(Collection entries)
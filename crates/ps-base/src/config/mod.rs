//! YAML configuration: embedded defaults, optional user file, CLI overrides.
use std::fs;
use std::path::{Path, PathBuf};
use std::sync::LazyLock;

use serde::Deserialize;
use tracing::debug;

use crate::error::SummaryError;
use crate::ignore_set::IgnoreSet;

pub mod constants;

// ============================================================================
// Config Types
// ============================================================================

/// Fully resolved settings for one run.
#[derive(Debug, Clone, Deserialize, PartialEq, Eq)]
pub struct SummaryConfig {
    /// Entry names skipped in both sections
    pub ignore: Vec<String>,
    /// File-name ending selected for concatenation, always dot-prefixed
    pub suffix: String,
    /// Output document path
    pub output: PathBuf,
}

/// User config file: every field optional, present fields replace the defaults.
#[derive(Debug, Default, Deserialize)]
#[serde(deny_unknown_fields)]
pub struct PartialConfig {
    pub ignore: Option<Vec<String>>,
    pub suffix: Option<String>,
    pub output: Option<PathBuf>,
}

// ============================================================================
// Defaults (embedded at compile time)
// ============================================================================

fn parse_yaml<T: for<'de> Deserialize<'de>>(name: &str, content: &str) -> T {
    serde_yaml::from_str(content).unwrap_or_else(|e| panic!("Failed to parse {}: {}", name, e))
}

pub static DEFAULTS: LazyLock<SummaryConfig> = LazyLock::new(|| {
    let mut cfg: SummaryConfig = parse_yaml("config.yaml", include_str!("../../../../yamls/config.yaml"));
    cfg.suffix = normalize_suffix(&cfg.suffix);
    cfg
});

// ============================================================================
// Loading
// ============================================================================

impl Default for SummaryConfig {
    fn default() -> Self {
        DEFAULTS.clone()
    }
}

impl SummaryConfig {
    /// Resolve defaults plus a user config file.
    ///
    /// An explicit path must exist. Without one, `.project-summary.yaml` in
    /// `root` is used when present.
    pub fn load(explicit: Option<&Path>, root: &Path) -> Result<Self, SummaryError> {
        let mut cfg = Self::default();

        let path = match explicit {
            Some(p) => Some(p.to_path_buf()),
            None => {
                let candidate = root.join(constants::USER_CONFIG_FILE);
                candidate.is_file().then_some(candidate)
            }
        };

        if let Some(path) = path {
            debug!(path = %path.display(), "loading config file");
            cfg.apply(read_partial(&path)?);
        }

        Ok(cfg)
    }

    /// Overlay the fields present in a user file.
    pub fn apply(&mut self, partial: PartialConfig) {
        if let Some(ignore) = partial.ignore {
            self.ignore = ignore;
        }
        if let Some(suffix) = partial.suffix {
            self.set_suffix(&suffix);
        }
        if let Some(output) = partial.output {
            self.output = output;
        }
    }

    /// Set the target suffix; `tsx` and `.tsx` are equivalent.
    pub fn set_suffix(&mut self, suffix: &str) {
        self.suffix = normalize_suffix(suffix);
    }

    pub fn ignore_set(&self) -> IgnoreSet {
        IgnoreSet::new(self.ignore.iter().cloned())
    }

    /// Title of the content section, e.g. `Concatenated TSX Files`.
    pub fn content_title(&self) -> String {
        format!("Concatenated {} Files", self.suffix.trim_start_matches('.').to_uppercase())
    }
}

fn read_partial(path: &Path) -> Result<PartialConfig, SummaryError> {
    let content = fs::read_to_string(path)
        .map_err(|e| SummaryError::Config { path: path.to_path_buf(), reason: e.to_string() })?;
    // An empty file deserialises to unit, not a map
    if content.trim().is_empty() {
        return Ok(PartialConfig::default());
    }
    serde_yaml::from_str(&content).map_err(|e| SummaryError::Config { path: path.to_path_buf(), reason: e.to_string() })
}

fn normalize_suffix(suffix: &str) -> String {
    format!(".{}", suffix.trim().trim_start_matches('.'))
}
use std::fmt;
use std::io;
use std::path::PathBuf;

/// Typed error for a summary run.
///
/// Everything that is not recovered locally (a missing directory in the tree,
/// an unreadable source file) ends up here and is reported once by `main`.
#[derive(Debug)]
pub enum SummaryError {
    /// Filesystem failure tied to a specific path
    Io { path: PathBuf, source: io::Error },
    /// Failure writing the output document
    Write(io::Error),
    /// Config file unreadable or not valid YAML
    Config { path: PathBuf, reason: String },
}

impl SummaryError {
    pub fn io(path: impl Into<PathBuf>, source: io::Error) -> Self {
        SummaryError::Io { path: path.into(), source }
    }
}

impl fmt::Display for SummaryError {
    fn fmt(&self, f: &mut fmt::Formatter<'_>) -> fmt::Result {
        match self {
            SummaryError::Io { path, source } => write!(f, "{}: {}", path.display(), source),
            SummaryError::Write(e) => write!(f, "Write error: {}", e),
            SummaryError::Config { path, reason } => write!(f, "Config error in {}: {}", path.display(), reason),
        }
    }
}

impl std::error::Error for SummaryError {
    fn source(&self) -> Option<&(dyn std::error::Error + 'static)> {
        match self {
            SummaryError::Io { source, .. } => Some(source),
            SummaryError::Write(e) => Some(e),
            SummaryError::Config { .. } => None,
        }
    }
}

impl From<io::Error> for SummaryError {
    fn from(e: io::Error) -> Self {
        SummaryError::Write(e)
    }
}
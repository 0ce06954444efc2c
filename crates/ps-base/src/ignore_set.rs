use std::collections::HashSet;
use std::ffi::OsStr;

/// Entry names excluded from traversal everywhere.
///
/// Matching is on the exact file name of an entry, never on a path or a glob.
#[derive(Debug, Clone, Default, PartialEq, Eq)]
pub struct IgnoreSet {
    names: HashSet<String>,
}

impl IgnoreSet {
    pub fn new<I, S>(names: I) -> Self
    where
        I: IntoIterator<Item = S>,
        S: Into<String>,
    {
        Self { names: names.into_iter().map(Into::into).collect() }
    }

    /// True if an entry with this file name must be skipped.
    pub fn contains(&self, name: &OsStr) -> bool {
        // Non-UTF-8 names can't be listed in the YAML config, so they never match
        name.to_str().is_some_and(|n| self.names.contains(n))
    }

    /// Names in sorted order, for logging.
    pub fn sorted(&self) -> Vec<&str> {
        let mut names: Vec<&str> = self.names.iter().map(String::as_str).collect();
        names.sort_unstable();
        names
    }
}
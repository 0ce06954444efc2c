use std::fs;
use std::io::{self, Write};
use std::path::Path;

use ignore::WalkBuilder;
use tracing::{debug, warn};

use ps_base::config::constants::{ERROR_HEADER_PREFIX, ERROR_REASON_PREFIX, FILE_HEADER_PREFIX, separator};
use ps_base::{IgnoreSet, SummaryError};

/// Outcome of a collection pass.
#[derive(Debug, Default, Clone, Copy, PartialEq, Eq)]
pub struct CollectStats {
    /// Files whose content was written
    pub files_written: usize,
    /// Files replaced by an error block
    pub read_errors: usize,
}

/// Append every file under `root` whose name ends with `suffix` to `out`.
///
/// The walk is top-down: within a directory, files come before
/// subdirectories, each sorted by name. Ignored names are rejected before the
/// walker descends into them, so nothing below an ignored directory is ever
/// opened. A file that can't be read as UTF-8 text is replaced by an error
/// block; only failures writing to `out` abort the pass.
pub fn collect_files<W: Write>(
    root: &Path,
    ignore: &IgnoreSet,
    suffix: &str,
    out: &mut W,
) -> Result<CollectStats, SummaryError> {
    let skip = ignore.clone();
    let mut builder = WalkBuilder::new(root);
    builder
        .standard_filters(false)
        .follow_links(false)
        .sort_by_file_path(|a, b| a.is_dir().cmp(&b.is_dir()).then_with(|| a.file_name().cmp(&b.file_name())))
        .filter_entry(move |entry| !skip.contains(entry.file_name()));

    let sep = separator();
    let mut stats = CollectStats::default();

    for result in builder.build() {
        let entry = match result {
            Ok(entry) => entry,
            Err(e) => {
                warn!(error = %e, "skipping unreadable directory entry");
                continue;
            }
        };

        // The root itself is never a candidate, even when it is a file
        if entry.depth() == 0 {
            continue;
        }

        let path = entry.path();
        if path.is_dir() || !entry.file_name().to_string_lossy().ends_with(suffix) {
            continue;
        }

        let rel = display_path(root, path);
        match fs::read_to_string(path) {
            Ok(content) => {
                debug!(file = %rel, bytes = content.len(), "appending");
                write_file_block(out, &sep, &rel, &content).map_err(SummaryError::Write)?;
                stats.files_written += 1;
            }
            Err(e) => {
                warn!(file = %rel, error = %e, "could not read file");
                write_error_block(out, &sep, &rel, &e).map_err(SummaryError::Write)?;
                stats.read_errors += 1;
            }
        }
    }

    Ok(stats)
}

/// Path relative to the walk root, `/`-separated on every platform.
fn display_path(root: &Path, path: &Path) -> String {
    let rel = path.strip_prefix(root).unwrap_or(path);
    rel.components().map(|c| c.as_os_str().to_string_lossy()).collect::<Vec<_>>().join("/")
}

fn write_file_block<W: Write>(out: &mut W, sep: &str, rel: &str, content: &str) -> io::Result<()> {
    write!(out, "\n{}\n{}{}\n{}\n\n", sep, FILE_HEADER_PREFIX, rel, sep)?;
    out.write_all(content.as_bytes())
}

fn write_error_block<W: Write>(out: &mut W, sep: &str, rel: &str, reason: &io::Error) -> io::Result<()> {
    write!(out, "\n{}\n{}{}\n{}{}\n{}\n\n", sep, ERROR_HEADER_PREFIX, rel, ERROR_REASON_PREFIX, reason, sep)
}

**What is being asked**.
Note how many lines of the entries contain the string "unreadable", then give that number by itself.

**Result**.
3